(Prompt)
Search the data for "closed". Each line containing it is to be copied.

Stored data
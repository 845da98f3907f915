//! Core enums for staticmd parsing.
//!
//! These enums are the closed vocabularies shared by the inline tokenizer,
//! the block segmenter and the HTML tree builder.


/// The kind of an inline span.
#[derive(Debug, Clone, Copy, PartialEq, Eq, Hash)]
pub enum SpanKind {
    /// Unformatted text
    Plain,
    /// Text between `**` pairs
    Bold,
    /// Text between `_` pairs
    Italic,
    /// Text between backtick pairs
    Code,
    /// `![alt](url)`
    Image,
    /// `[text](url)`
    Link,
}

impl SpanKind {
    /// Whether spans of this kind carry a URL target.
    pub fn has_target(&self) -> bool {
        matches!(self, SpanKind::Image | SpanKind::Link)
    }
}

impl std::fmt::Display for SpanKind {
    fn fmt(&self, f: &mut std::fmt::Formatter<'_>) -> std::fmt::Result {
        match self {
            SpanKind::Plain => write!(f, "plain"),
            SpanKind::Bold => write!(f, "bold"),
            SpanKind::Italic => write!(f, "italic"),
            SpanKind::Code => write!(f, "code"),
            SpanKind::Image => write!(f, "image"),
            SpanKind::Link => write!(f, "link"),
        }
    }
}

/// The kind of a blank-line-delimited block.
#[derive(Debug, Clone, Copy, PartialEq, Eq, Hash)]
pub enum BlockKind {
    /// Anything not matched by another kind
    Paragraph,
    /// `#` to `######` followed by a space; holds the level (1-6)
    Heading(u8),
    /// Fenced by lines that are exactly three backticks
    Code,
    /// Every line starts with `>`
    Quote,
    /// Every line starts with `- `
    UnorderedList,
    /// Lines numbered `1. `, `2. `, ... in sequence
    OrderedList,
}

impl std::fmt::Display for BlockKind {
    fn fmt(&self, f: &mut std::fmt::Formatter<'_>) -> std::fmt::Result {
        match self {
            BlockKind::Paragraph => write!(f, "paragraph"),
            BlockKind::Heading(level) => write!(f, "heading{}", level),
            BlockKind::Code => write!(f, "code"),
            BlockKind::Quote => write!(f, "quote"),
            BlockKind::UnorderedList => write!(f, "unordered_list"),
            BlockKind::OrderedList => write!(f, "ordered_list"),
        }
    }
}
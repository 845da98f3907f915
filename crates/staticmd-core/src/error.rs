//! Error types for staticmd

use thiserror::Error;

/// Main error type for staticmd operations
#[derive(Error, Debug)]
pub enum StaticmdError {
    /// An inline delimiter was opened but never closed
    #[error("missing closing delimiter: {0}")]
    UnbalancedDelimiter(String),

    /// The document has no level-1 heading to use as a title
    #[error("no level-1 heading found")]
    NoTitleFound,

    /// A parent node was rendered without a tag
    #[error("Render error: parent node has no tag")]
    MissingTag,

    /// A parent node was rendered without children
    #[error("Render error: <{0}> has no children")]
    EmptyChildren(String),

    /// IO error during file operations
    #[error("IO error: {0}")]
    Io(#[from] std::io::Error),

    /// Configuration error
    #[error("Configuration error: {0}")]
    Config(String),

    /// Template error
    #[error("Template error: {0}")]
    Template(String),
}

/// Result type alias for staticmd operations
pub type Result<T> = std::result::Result<T, StaticmdError>;
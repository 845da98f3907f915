//! Staticmd HTML
//!
//! Builds an HTML node tree from markdown and renders it to text.
//!
//! # Example
//!
//! ```
//! use staticmd_html::{convert_document, extract_title};
//!
//! let markdown = "# Hi\n\nA paragraph.";
//! assert_eq!(
//!     convert_document(markdown).unwrap(),
//!     "<div><h1>Hi</h1><p>A paragraph.</p></div>"
//! );
//! assert_eq!(extract_title(markdown).unwrap(), "Hi");
//! ```

pub mod builder;
pub mod node;

pub use builder::{block_to_node, markdown_to_node, span_to_node};
pub use node::{is_void_element, Attributes, Node};

use log::debug;
use staticmd_core::{BlockKind, Result, StaticmdError};
use staticmd_parser::parse_blocks;

/// Convert a markdown document into an HTML string wrapped in a `div`.
pub fn convert_document(markdown: &str) -> Result<String> {
    let node = markdown_to_node(markdown)?;
    debug!("Built HTML tree with {} top-level blocks", node.children().len());
    node.to_html()
}

/// Return the text of the first level-1 heading, trimmed.
///
/// Fails with [`StaticmdError::NoTitleFound`] when the document has none.
pub fn extract_title(markdown: &str) -> Result<String> {
    parse_blocks(markdown)
        .into_iter()
        .find(|block| block.kind == BlockKind::Heading(1))
        .map(|block| builder::heading_text(&block.text, 1).trim().to_string())
        .ok_or(StaticmdError::NoTitleFound)
}
//! Core types for staticmd

use crate::enums::SpanKind;

/// One inline-formatted fragment of text.
///
/// Only [`SpanKind::Image`] and [`SpanKind::Link`] spans carry a target;
/// the constructors keep that invariant and the fields are read-only.
#[derive(Debug, Clone, PartialEq, Eq)]
pub struct Span {
    kind: SpanKind,
    text: String,
    target: Option<String>,
}

impl Span {
    /// Create an unformatted span.
    pub fn plain(text: impl Into<String>) -> Self {
        Self::styled(SpanKind::Plain, text)
    }

    /// Create a span of a kind without a target.
    ///
    /// Passing [`SpanKind::Image`] or [`SpanKind::Link`] yields an empty target.
    pub fn styled(kind: SpanKind, text: impl Into<String>) -> Self {
        let target = kind.has_target().then(String::new);
        Self {
            kind,
            text: text.into(),
            target,
        }
    }

    /// Create an image span; `text` is the alt text.
    pub fn image(alt: impl Into<String>, url: impl Into<String>) -> Self {
        Self {
            kind: SpanKind::Image,
            text: alt.into(),
            target: Some(url.into()),
        }
    }

    /// Create a link span.
    pub fn link(text: impl Into<String>, url: impl Into<String>) -> Self {
        Self {
            kind: SpanKind::Link,
            text: text.into(),
            target: Some(url.into()),
        }
    }

    pub fn kind(&self) -> SpanKind {
        self.kind
    }

    pub fn text(&self) -> &str {
        &self.text
    }

    /// The URL of an image or link span.
    pub fn target(&self) -> Option<&str> {
        self.target.as_deref()
    }

    pub fn is_plain(&self) -> bool {
        self.kind == SpanKind::Plain
    }
}

#[cfg(test)]
mod tests {
    use super::*;

    #[test]
    fn test_plain_has_no_target() {
        let span = Span::plain("hello");
        assert_eq!(span.kind(), SpanKind::Plain);
        assert_eq!(span.text(), "hello");
        assert_eq!(span.target(), None);
    }

    #[test]
    fn test_styled_bold_has_no_target() {
        let span = Span::styled(SpanKind::Bold, "b");
        assert_eq!(span.target(), None);
        assert!(!span.is_plain());
    }

    #[test]
    fn test_image_keeps_empty_parts() {
        let span = Span::image("", "");
        assert_eq!(span.text(), "");
        assert_eq!(span.target(), Some(""));
    }

    #[test]
    fn test_link() {
        let span = Span::link("l", "v.com");
        assert_eq!(span.kind(), SpanKind::Link);
        assert_eq!(span.target(), Some("v.com"));
    }

    #[test]
    fn test_target_presence_follows_kind() {
        let kinds = [
            SpanKind::Plain,
            SpanKind::Bold,
            SpanKind::Italic,
            SpanKind::Code,
            SpanKind::Image,
            SpanKind::Link,
        ];
        for kind in kinds {
            let span = Span::styled(kind, "t");
            assert_eq!(span.target().is_some(), kind.has_target(), "{kind}");
        }
    }
}
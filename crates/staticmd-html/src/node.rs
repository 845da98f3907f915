//! HTML node tree.
//!
//! A [`Node`] is either a leaf holding text content or a parent holding
//! child nodes. Rendering is a single recursive walk that appends to one
//! output buffer.

use staticmd_core::{Result, StaticmdError};

/// Elements that never have content or a closing tag.
const VOID_ELEMENTS: &[&str] = &[
    "area", "base", "br", "col", "embed", "hr", "img", "input", "link", "meta", "source", "track",
    "wbr",
];

/// Check whether `tag` is an HTML void element such as `img`.
pub fn is_void_element(tag: &str) -> bool {
    VOID_ELEMENTS.contains(&tag)
}

/// HTML attributes, kept in insertion order.
#[derive(Debug, Clone, Default, PartialEq, Eq)]
pub struct Attributes(Vec<(String, String)>);

impl Attributes {
    pub fn new() -> Self {
        Self::default()
    }

    /// Builder-style [`Attributes::insert`].
    pub fn with(mut self, key: impl Into<String>, value: impl Into<String>) -> Self {
        self.insert(key, value);
        self
    }

    /// Set an attribute. An existing key keeps its position and gets the new value.
    pub fn insert(&mut self, key: impl Into<String>, value: impl Into<String>) {
        let key = key.into();
        let value = value.into();
        match self.0.iter_mut().find(|(k, _)| *k == key) {
            Some(entry) => entry.1 = value,
            None => self.0.push((key, value)),
        }
    }

    pub fn get(&self, key: &str) -> Option<&str> {
        self.0
            .iter()
            .find(|(k, _)| k == key)
            .map(|(_, v)| v.as_str())
    }

    pub fn len(&self) -> usize {
        self.0.len()
    }

    pub fn is_empty(&self) -> bool {
        self.0.is_empty()
    }

    pub fn iter(&self) -> impl Iterator<Item = (&str, &str)> {
        self.0.iter().map(|(k, v)| (k.as_str(), v.as_str()))
    }

    /// Serialize as ` key="value"` pairs; empty attributes give an empty string.
    pub fn to_html(&self) -> String {
        let mut out = String::new();
        self.write_html(&mut out);
        out
    }

    fn write_html(&self, out: &mut String) {
        for (key, value) in &self.0 {
            out.push(' ');
            out.push_str(key);
            out.push_str("=\"");
            out.push_str(value);
            out.push('"');
        }
    }
}

impl<K: Into<String>, V: Into<String>> FromIterator<(K, V)> for Attributes {
    fn from_iter<I: IntoIterator<Item = (K, V)>>(iter: I) -> Self {
        let mut attributes = Self::new();
        for (key, value) in iter {
            attributes.insert(key, value);
        }
        attributes
    }
}

/// A node of the output HTML tree.
#[derive(Debug, Clone, PartialEq, Eq)]
pub enum Node {
    /// Text content, optionally wrapped in a tag
    Leaf {
        tag: Option<String>,
        content: String,
        attributes: Attributes,
    },
    /// A tag wrapping child nodes
    Parent {
        tag: String,
        children: Vec<Node>,
        attributes: Attributes,
    },
}

impl Node {
    /// An untagged leaf, rendered as its raw content.
    pub fn text(content: impl Into<String>) -> Self {
        Node::Leaf {
            tag: None,
            content: content.into(),
            attributes: Attributes::new(),
        }
    }

    pub fn leaf(tag: impl Into<String>, content: impl Into<String>) -> Self {
        Self::leaf_with_attributes(tag, content, Attributes::new())
    }

    pub fn leaf_with_attributes(
        tag: impl Into<String>,
        content: impl Into<String>,
        attributes: Attributes,
    ) -> Self {
        Node::Leaf {
            tag: Some(tag.into()),
            content: content.into(),
            attributes,
        }
    }

    pub fn parent(tag: impl Into<String>, children: Vec<Node>) -> Self {
        Self::parent_with_attributes(tag, children, Attributes::new())
    }

    pub fn parent_with_attributes(
        tag: impl Into<String>,
        children: Vec<Node>,
        attributes: Attributes,
    ) -> Self {
        Node::Parent {
            tag: tag.into(),
            children,
            attributes,
        }
    }

    pub fn tag(&self) -> Option<&str> {
        match self {
            Node::Leaf { tag, .. } => tag.as_deref(),
            Node::Parent { tag, .. } => Some(tag),
        }
    }

    pub fn attributes(&self) -> &Attributes {
        match self {
            Node::Leaf { attributes, .. } | Node::Parent { attributes, .. } => attributes,
        }
    }

    /// Child nodes; leaves have none.
    pub fn children(&self) -> &[Node] {
        match self {
            Node::Leaf { .. } => &[],
            Node::Parent { children, .. } => children,
        }
    }

    /// Render this node and its descendants as HTML.
    ///
    /// Fails with [`StaticmdError::MissingTag`] or
    /// [`StaticmdError::EmptyChildren`] if any parent in the tree has an
    /// empty tag or no children. Leaf content is emitted as-is, without
    /// escaping.
    pub fn to_html(&self) -> Result<String> {
        let mut out = String::new();
        self.write_html(&mut out)?;
        Ok(out)
    }

    fn write_html(&self, out: &mut String) -> Result<()> {
        match self {
            Node::Leaf {
                tag,
                content,
                attributes,
            } => match tag.as_deref() {
                None | Some("") => out.push_str(content),
                Some(tag) if is_void_element(tag) => open_tag(out, tag, attributes),
                Some(tag) => {
                    open_tag(out, tag, attributes);
                    out.push_str(content);
                    close_tag(out, tag);
                }
            },
            Node::Parent {
                tag,
                children,
                attributes,
            } => {
                if tag.is_empty() {
                    return Err(StaticmdError::MissingTag);
                }
                if children.is_empty() {
                    return Err(StaticmdError::EmptyChildren(tag.clone()));
                }
                open_tag(out, tag, attributes);
                for child in children {
                    child.write_html(out)?;
                }
                close_tag(out, tag);
            }
        }
        Ok(())
    }
}

fn open_tag(out: &mut String, tag: &str, attributes: &Attributes) {
    out.push('<');
    out.push_str(tag);
    attributes.write_html(out);
    out.push('>');
}

fn close_tag(out: &mut String, tag: &str) {
    out.push_str("</");
    out.push_str(tag);
    out.push('>');
}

(Finished task)
//! These enums are the closed vocabularies shared by the inline tokenizer,
    /// An inline delimiter was opened but never closed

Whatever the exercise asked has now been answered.